» **Records shown**:
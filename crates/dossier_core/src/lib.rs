//! Core data types for the Dossier LLM dispatch library.
//!
//! This crate provides the request model shared by the call dispatcher
//! and the generation backends that serve it.

mod input;
mod media;
mod request;
mod sampling;

pub use input::Input;
pub use media::MediaSource;
pub use request::GenerateRequest;
pub use sampling::SamplingOptions;
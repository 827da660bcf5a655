//! Sampling parameters forwarded to generation backends.

use serde::{Deserialize, Serialize};

/// Sampling options forwarded verbatim to the backend.
#[derive(Debug, Clone, Copy, PartialEq, Serialize, Deserialize)]
pub struct SamplingOptions {
    /// Sampling temperature
    pub temperature: f32,
    /// Nucleus sampling threshold
    pub top_p: f32,
}

impl Default for SamplingOptions {
    fn default() -> Self {
        Self {
            temperature: 0.3,
            top_p: 0.95,
        }
    }
}
//! Dispatch configuration loaded from TOML.

use derive_getters::Getters;
use dossier_core::SamplingOptions;
use dossier_dispatch::DispatcherConfig;
use dossier_error::{ConfigError, DossierResult};
use serde::{Deserialize, Serialize};
use std::path::Path;
use std::time::Duration;

/// Settings for a Gemini-backed call dispatcher.
///
/// Defaults mirror the deployed application: `gemini-2.5-flash`, a 1.5 s
/// spacing between call starts, a 120 s per-call timeout, and conservative
/// sampling for document analysis.
#[derive(Debug, Clone, Serialize, Deserialize, Getters)]
pub struct DispatchSettings {
    /// Model identifier
    #[serde(default = "default_model")]
    model: String,
    /// Minimum spacing between call starts, in milliseconds
    #[serde(default = "default_throttle_delay_ms")]
    throttle_delay_ms: u64,
    /// Per-call timeout in seconds; omit for unbounded calls
    #[serde(default = "default_call_timeout_secs")]
    call_timeout_secs: Option<u64>,
    /// Default sampling options for new requests
    #[serde(default)]
    sampling: SamplingOptions,
}

fn default_model() -> String {
    "gemini-2.5-flash".to_string()
}

fn default_throttle_delay_ms() -> u64 {
    1500
}

fn default_call_timeout_secs() -> Option<u64> {
    Some(120)
}

impl Default for DispatchSettings {
    fn default() -> Self {
        Self {
            model: default_model(),
            throttle_delay_ms: default_throttle_delay_ms(),
            call_timeout_secs: default_call_timeout_secs(),
            sampling: SamplingOptions::default(),
        }
    }
}

impl DispatchSettings {
    /// Load dispatch settings from a TOML file.
    #[tracing::instrument(skip(path))]
    pub fn from_file(path: impl AsRef<Path>) -> DossierResult<Self> {
        let content = std::fs::read_to_string(path.as_ref()).map_err(|e| {
            ConfigError::new(format!("Failed to read config file: {}", e))
        })?;

        toml::from_str(&content)
            .map_err(|e| ConfigError::new(format!("Failed to parse config: {}", e)).into())
    }

    /// Converts these settings into a dispatcher configuration.
    pub fn dispatcher_config(&self) -> DispatcherConfig {
        DispatcherConfig {
            throttle_delay: Duration::from_millis(self.throttle_delay_ms),
            call_timeout: self.call_timeout_secs.map(Duration::from_secs),
        }
    }
}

» **Exercise description**: Lines from the beginning of the data above through the line containing "mod sampling;" are to be returned exactly, and no others.

» **Written solution**:
filename crates/dossier_core/src/lib.rs
//! Core data types for the Dossier LLM dispatch library.
//!
//! This crate provides the request model shared by the call dispatcher
//! and the generation backends that serve it.

mod input;
mod media;
mod request;
mod sampling;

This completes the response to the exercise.